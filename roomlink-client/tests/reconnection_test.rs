//! Reconnection integration tests

mod common;

use common::{count, dead_host, status_recorder, wait_until, MockWsServer};
use roomlink_client::{ClientBuilder, ConnectionStatus, FixedInterval, StatusListener};
use serde_json::json;
use std::sync::atomic::{AtomicUsize, Ordering};
use std::sync::Arc;
use std::time::Duration;

fn fast_retry(max_attempts: u32) -> Box<FixedInterval> {
    Box::new(FixedInterval::new(Duration::from_millis(10)).with_max_attempts(max_attempts))
}

#[tokio::test]
async fn test_reconnect_replays_subscriptions() {
    let server = MockWsServer::new().await;
    let client = ClientBuilder::new(server.host())
        .with_reconnect(fast_retry(100))
        .build()
        .unwrap();

    client.join("orders", Some("created")).await;
    client.connect(Some("abc")).await.unwrap();
    wait_until(|| async { server.frames().len() == 1 }).await;

    server.close_all();
    wait_until(|| async { server.frames().len() == 2 }).await;

    let frames = server.json_frames();
    assert_eq!(frames[0], json!({"type": "join", "room": "orders", "event": "created"}));
    assert_eq!(frames[0], frames[1]);
    assert_eq!(server.connections(), 2);

    // The token is remembered across reconnects
    assert_eq!(
        server.uris(),
        vec!["/ws?authToken=abc".to_string(), "/ws?authToken=abc".to_string()]
    );

    assert!(client.is_connected().await);
    assert_eq!(client.reconnect_attempts(), 0);

    client.disconnect().await;
    server.shutdown().await;
}

#[tokio::test]
async fn test_attempt_ceiling_against_dead_host() {
    let client = ClientBuilder::new(dead_host().await)
        .with_reconnect(fast_retry(3))
        .build()
        .unwrap();
    let (listener, seen) = status_recorder();
    client.on_status_change(&listener).await;

    client.connect(None).await.unwrap();

    // One initial attempt plus three retries
    wait_until(|| async { count(&seen, ConnectionStatus::Closed) == 4 }).await;
    tokio::time::sleep(Duration::from_millis(100)).await;

    assert_eq!(count(&seen, ConnectionStatus::Connecting), 4);
    assert_eq!(count(&seen, ConnectionStatus::Error), 4);
    assert_eq!(count(&seen, ConnectionStatus::Closed), 4);
    assert_eq!(client.reconnect_attempts(), 3);
    assert!(client.is_closed().await);
}

#[tokio::test]
async fn test_explicit_connect_restores_retry_budget() {
    let client = ClientBuilder::new(dead_host().await)
        .with_reconnect(fast_retry(1))
        .build()
        .unwrap();
    let (listener, seen) = status_recorder();
    client.on_status_change(&listener).await;

    client.connect(None).await.unwrap();
    wait_until(|| async { count(&seen, ConnectionStatus::Closed) == 2 }).await;
    tokio::time::sleep(Duration::from_millis(50)).await;
    assert_eq!(client.reconnect_attempts(), 1);

    client.connect(None).await.unwrap();
    wait_until(|| async { count(&seen, ConnectionStatus::Closed) == 4 }).await;
    tokio::time::sleep(Duration::from_millis(50)).await;
    assert_eq!(count(&seen, ConnectionStatus::Connecting), 4);
}

#[tokio::test]
async fn test_without_reconnect_stays_closed() {
    let server = MockWsServer::new().await;
    let client = ClientBuilder::new(server.host())
        .without_reconnect()
        .build()
        .unwrap();

    client.connect(None).await.unwrap();
    wait_until(|| async { client.is_connected().await }).await;

    server.close_all();
    wait_until(|| async { client.is_closed().await }).await;
    tokio::time::sleep(Duration::from_millis(100)).await;

    assert!(client.is_closed().await);
    assert_eq!(server.connections(), 1);

    server.shutdown().await;
}

#[tokio::test]
async fn test_disconnect_during_retry_stops_loop() {
    let client = ClientBuilder::new(dead_host().await)
        .with_reconnect(Box::new(FixedInterval::new(Duration::from_millis(20))))
        .build()
        .unwrap();
    let (listener, seen) = status_recorder();
    client.on_status_change(&listener).await;

    client.connect(None).await.unwrap();
    wait_until(|| async { count(&seen, ConnectionStatus::Closed) >= 2 }).await;

    client.disconnect().await;
    tokio::time::sleep(Duration::from_millis(50)).await;
    let settled = seen.lock().unwrap().len();

    tokio::time::sleep(Duration::from_millis(150)).await;
    assert_eq!(seen.lock().unwrap().len(), settled);
}

#[tokio::test]
async fn test_connect_during_retry_keeps_a_single_loop() {
    let interval = Duration::from_millis(50);
    let client = ClientBuilder::new(dead_host().await)
        .with_reconnect(Box::new(FixedInterval::new(interval)))
        .build()
        .unwrap();
    let (listener, seen) = status_recorder();
    client.on_status_change(&listener).await;

    client.connect(None).await.unwrap();
    wait_until(|| async { count(&seen, ConnectionStatus::Connecting) >= 3 }).await;

    // Retry loop is running; a manual connect must replace it, not add one
    client.connect(None).await.unwrap();
    let before = count(&seen, ConnectionStatus::Connecting);
    tokio::time::sleep(interval * 10).await;
    let during = count(&seen, ConnectionStatus::Connecting) - before;

    // One loop yields about ten attempts in this window, two loops about twenty
    assert!(during >= 5, "retries stalled: {}", during);
    assert!(during <= 13, "more than one retry loop: {}", during);

    client.disconnect().await;
}

#[tokio::test]
async fn test_disconnect_from_connecting_listener_during_retry() {
    let client = ClientBuilder::new(dead_host().await)
        .with_reconnect(Box::new(FixedInterval::new(Duration::from_millis(10))))
        .build()
        .unwrap();
    let (recorder, seen) = status_recorder();
    client.on_status_change(&recorder).await;

    let connecting = Arc::new(AtomicUsize::new(0));
    let stop_on_retry = {
        let client = client.clone();
        let connecting = Arc::clone(&connecting);
        StatusListener::new(move |status| {
            let client = client.clone();
            let connecting = Arc::clone(&connecting);
            async move {
                if status == ConnectionStatus::Connecting
                    && connecting.fetch_add(1, Ordering::SeqCst) == 1
                {
                    client.disconnect().await;
                }
            }
        })
    };
    client.on_status_change(&stop_on_retry).await;

    client.connect(None).await.unwrap();
    wait_until(|| async { client.is_closed().await && count(&seen, ConnectionStatus::Connecting) == 2 }).await;
    tokio::time::sleep(Duration::from_millis(100)).await;

    assert!(client.is_closed().await);
    assert_eq!(count(&seen, ConnectionStatus::Connecting), 2);
    assert_eq!(seen.lock().unwrap().last(), Some(&ConnectionStatus::Closed));
}
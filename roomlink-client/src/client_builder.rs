//! Client builder for configuring the endpoint, reconnection and observability
//!
//! The `ClientBuilder` provides a fluent API for configuring client behavior
//! before connecting. It allows you to:
//! - Point the client at a host, or derive the endpoint from a page URL
//! - Supply the auth token up front
//! - Pick a reconnection strategy (fixed 1s interval, 1000 attempts by default)
//! - Configure observability (OpenTelemetry)
//!
//! # Examples
//!
//! ```rust,no_run
//! use roomlink_client::{ClientBuilder, ExponentialBackoff};
//! use std::time::Duration;
//!
//! # async fn example() -> roomlink_core::Result<()> {
//! // Derive ws/wss from the page URL and connect
//! let client = ClientBuilder::for_page("https://app.example.com/dashboard")?
//!     .auth_token("secret")
//!     .connect()
//!     .await?;
//!
//! // Custom backoff with observability
//! let client2 = ClientBuilder::new("localhost:8080")
//!     .with_reconnect(Box::new(ExponentialBackoff::new(
//!         Duration::from_millis(100),
//!         Duration::from_secs(30),
//!     )))
//!     .with_default_observability()
//!     .service_name("dashboard")
//!     .connect()
//!     .await?;
//! # Ok(())
//! # }
//! ```

use crate::client::{RealtimeClient, Shared};
use crate::connection_state::ConnectionManager;
use crate::listener::ListenerRegistry;
use crate::reconnect::{FixedInterval, NoReconnect, ReconnectionStrategy};
use crate::subscription::Subscriptions;
use crate::{ClientMetrics, Endpoint};
use roomlink_core::Result;
use std::sync::atomic::AtomicU64;
use std::sync::{Arc, Mutex as StdMutex};
use tokio::sync::{Mutex, RwLock};

/// Builder for configuring and creating a `RealtimeClient`
pub struct ClientBuilder {
    endpoint: Endpoint,
    auth_token: Option<String>,
    reconnect_strategy: Option<Box<dyn ReconnectionStrategy>>,
    observability_config: Option<roomlink_core::ObservabilityConfig>,
    service_name: Option<String>,
}

impl ClientBuilder {
    /// Create a builder for `host` (with optional port), plain `ws` scheme
    pub fn new(host: impl Into<String>) -> Self {
        Self::from_endpoint(Endpoint::new(host))
    }

    /// Create a builder whose endpoint mirrors the page URL's host and security
    pub fn for_page(page_url: &str) -> Result<Self> {
        Ok(Self::from_endpoint(Endpoint::for_page(page_url)?))
    }

    /// Create a builder from a prepared endpoint
    pub fn from_endpoint(endpoint: Endpoint) -> Self {
        Self {
            endpoint,
            auth_token: None,
            reconnect_strategy: None,
            observability_config: None,
            service_name: None,
        }
    }

    /// Use `wss` instead of `ws`
    pub fn secure(mut self, secure: bool) -> Self {
        self.endpoint = self.endpoint.with_secure(secure);
        self
    }

    /// Override the socket path (`/ws` by default)
    pub fn path(mut self, path: impl Into<String>) -> Self {
        self.endpoint = self.endpoint.with_path(path);
        self
    }

    /// Auth token sent on every connection attempt
    pub fn auth_token(mut self, token: impl Into<String>) -> Self {
        self.auth_token = Some(token.into());
        self
    }

    /// Reconnect with the given strategy
    pub fn with_reconnect(mut self, strategy: Box<dyn ReconnectionStrategy>) -> Self {
        self.reconnect_strategy = Some(strategy);
        self
    }

    /// Reconnect every second, up to 1000 attempts (default)
    pub fn with_default_reconnect(mut self) -> Self {
        self.reconnect_strategy = Some(Box::new(FixedInterval::default()));
        self
    }

    /// Never reconnect after a close
    pub fn without_reconnect(mut self) -> Self {
        self.reconnect_strategy = Some(Box::new(NoReconnect));
        self
    }

    /// Enable OpenTelemetry observability with custom configuration
    pub fn with_observability(mut self, config: roomlink_core::ObservabilityConfig) -> Self {
        self.observability_config = Some(config);
        self
    }

    /// Enable OpenTelemetry observability with default configuration
    pub fn with_default_observability(mut self) -> Self {
        self.observability_config = Some(roomlink_core::ObservabilityConfig::default());
        self
    }

    /// Set service name for observability (used if observability is enabled)
    pub fn service_name(mut self, name: impl Into<String>) -> Self {
        self.service_name = Some(name.into());
        self
    }

    /// Build the client without connecting
    ///
    /// Fails if the endpoint cannot form a valid socket URL.
    pub fn build(self) -> Result<RealtimeClient> {
        self.endpoint.url(self.auth_token.as_deref())?;

        let metrics = self.observability_config.map(|mut config| {
            if let Some(name) = self.service_name {
                config.service_name = name;
            }

            // A process-wide subscriber may already be installed by another client
            if let Err(e) = roomlink_core::init_observability(config.clone()) {
                tracing::warn!(error = %e, "Observability already initialized");
            }

            Arc::new(ClientMetrics::new(config.service_name))
        });

        let strategy = self
            .reconnect_strategy
            .unwrap_or_else(|| Box::new(FixedInterval::default()));

        let shared = Shared {
            endpoint: self.endpoint,
            auth_token: RwLock::new(self.auth_token),
            manager: ConnectionManager::new(strategy),
            sender: Mutex::new(None),
            subscriptions: Mutex::new(Subscriptions::new()),
            message_listeners: ListenerRegistry::new(),
            status_listeners: ListenerRegistry::new(),
            connection_task: StdMutex::new(None),
            reconnect_task: StdMutex::new(None),
            retry_generation: AtomicU64::new(0),
            replayed: AtomicU64::new(0),
            metrics,
        };

        Ok(RealtimeClient {
            shared: Arc::new(shared),
        })
    }

    /// Build the client and start connecting
    pub async fn connect(self) -> Result<RealtimeClient> {
        let client = self.build()?;
        client.connect(None).await?;
        Ok(client)
    }
}
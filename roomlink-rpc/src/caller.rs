//! Group/action request caller
//!
//! Every call is a `POST <host>?group=<group>&action=<action>` with the
//! payload as a JSON body. A success response resolves to its JSON body.
//! Anything else becomes a [`Notification`] for the notifier:
//!
//! - no response at all: title `Network Error`
//! - a non-success status: title `API Error - <status>`, the body as message
//! - a redirect: no notification, the navigator is sent to `Location`
//! - `401` on the `auth`/`authCheck` probe: nothing, a missing session is expected
//!
//! [`RequestCaller::call`] then resolves to an empty object, so UI code can
//! await calls without handling failures. [`RequestCaller::try_call`] reports
//! the same way and also returns the typed [`CallError`].

use crate::navigator::{Navigator, DEFAULT_LOCATION};
use crate::notification::{Notification, Notifier};
use crate::{CallError, CallResult, RequestCallerBuilder, RpcMetrics};
use reqwest::header::{CONTENT_TYPE, LOCATION};
use reqwest::StatusCode;
use serde::Serialize;
use serde_json::{Map, Value};
use std::sync::Arc;
use std::time::Instant;

/// Group of the session probe
pub const AUTH_GROUP: &str = "auth";

/// Action of the session probe
pub const AUTH_CHECK_ACTION: &str = "authCheck";

/// Request/response caller with a notification side channel
#[derive(Clone)]
pub struct RequestCaller {
    pub(crate) http: reqwest::Client,
    pub(crate) host: String,
    pub(crate) notifier: Arc<dyn Notifier>,
    pub(crate) navigator: Arc<dyn Navigator>,
    pub(crate) metrics: Option<Arc<RpcMetrics>>,
}

impl RequestCaller {
    /// Start configuring a caller
    pub fn builder() -> RequestCallerBuilder {
        RequestCallerBuilder::new()
    }

    /// The endpoint every call is posted to
    pub fn host(&self) -> &str {
        &self.host
    }

    /// Call `group`/`action`, resolving to `{}` on any failure
    ///
    /// # Examples
    ///
    /// ```rust,no_run
    /// use roomlink_rpc::RequestCaller;
    /// use serde_json::json;
    ///
    /// # async fn example() -> roomlink_core::Result<()> {
    /// let api = RequestCaller::builder().host("https://app.example.com/api").build()?;
    ///
    /// let users = api.call("users", "list", Some(json!({"page": 1}))).await;
    /// let session = api.call("auth", "authCheck", None::<()>).await;
    /// # Ok(())
    /// # }
    /// ```
    pub async fn call<T: Serialize>(&self, group: &str, action: &str, payload: Option<T>) -> Value {
        self.try_call(group, action, payload)
            .await
            .unwrap_or_else(|_| empty_object())
    }

    /// Call `group`/`action`, returning the failure as well as reporting it
    #[tracing::instrument(skip(self, payload), fields(host = %self.host))]
    pub async fn try_call<T: Serialize>(
        &self,
        group: &str,
        action: &str,
        payload: Option<T>,
    ) -> CallResult<Value> {
        let started = Instant::now();
        let result = self.execute(group, action, payload).await;

        if let Some(ref m) = self.metrics {
            let error = result.as_ref().err().map(CallError::kind);
            m.record_call(group, action, started.elapsed(), error);
        }

        if let Err(ref e) = result {
            self.report(e);
        }
        result
    }

    async fn execute<T: Serialize>(
        &self,
        group: &str,
        action: &str,
        payload: Option<T>,
    ) -> CallResult<Value> {
        let mut request = self
            .http
            .post(&self.host)
            .query(&[("group", group), ("action", action)])
            .header(CONTENT_TYPE, "application/json");
        if let Some(payload) = payload {
            let body = serde_json::to_vec(&payload).map_err(|e| CallError::Decode(e.to_string()))?;
            request = request.body(body);
        }

        let response = request
            .send()
            .await
            .map_err(|e| CallError::Network(e.to_string()))?;
        let status = response.status();

        if status.is_redirection() {
            let location = response
                .headers()
                .get(LOCATION)
                .and_then(|value| value.to_str().ok())
                .unwrap_or(DEFAULT_LOCATION)
                .to_string();
            self.navigator.navigate(&location);
            return Err(CallError::Redirect { location });
        }

        let content = response
            .text()
            .await
            .map_err(|e| CallError::Network(e.to_string()))?;

        if status.is_success() {
            if content.trim().is_empty() {
                return Ok(empty_object());
            }
            return serde_json::from_str(&content).map_err(|e| CallError::Decode(e.to_string()));
        }

        if status == StatusCode::UNAUTHORIZED && group == AUTH_GROUP && action == AUTH_CHECK_ACTION {
            return Err(CallError::Unauthenticated);
        }

        let notification = Notification::api(status.as_u16(), parse_error_content(&content));
        Err(CallError::Status {
            status: status.as_u16(),
            title: notification.title,
            message: notification.message,
        })
    }

    fn report(&self, error: &CallError) {
        let notification = match error {
            CallError::Network(message) => Notification::network(message.clone()),
            CallError::Status { title, message, .. } => Notification::error(title.clone(), message.clone()),
            CallError::Decode(message) => {
                Notification::error("Invalid Response", Value::String(message.clone()))
            }
            CallError::Unauthenticated => {
                tracing::debug!("No active session");
                return;
            }
            CallError::Redirect { location } => {
                tracing::debug!(location = %location, "Call redirected");
                return;
            }
        };

        tracing::warn!(kind = error.kind(), title = %notification.title, "Call failed");
        self.notifier.notify(&notification);
    }
}

impl std::fmt::Debug for RequestCaller {
    fn fmt(&self, f: &mut std::fmt::Formatter<'_>) -> std::fmt::Result {
        f.debug_struct("RequestCaller")
            .field("host", &self.host)
            .field("metrics", &self.metrics.is_some())
            .finish()
    }
}

/// Error body as JSON when it parses, otherwise as a string
fn parse_error_content(content: &str) -> Value {
    serde_json::from_str(content).unwrap_or_else(|_| Value::String(content.to_string()))
}

fn empty_object() -> Value {
    Value::Object(Map::new())
}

========

* **To do**
Read the entries and show each line that mentions "NoReconnect".

* **Finished task**
use crate::reconnect::{FixedInterval, NoReconnect, ReconnectionStrategy};
        self.reconnect_strategy = Some(Box::new(NoReconnect));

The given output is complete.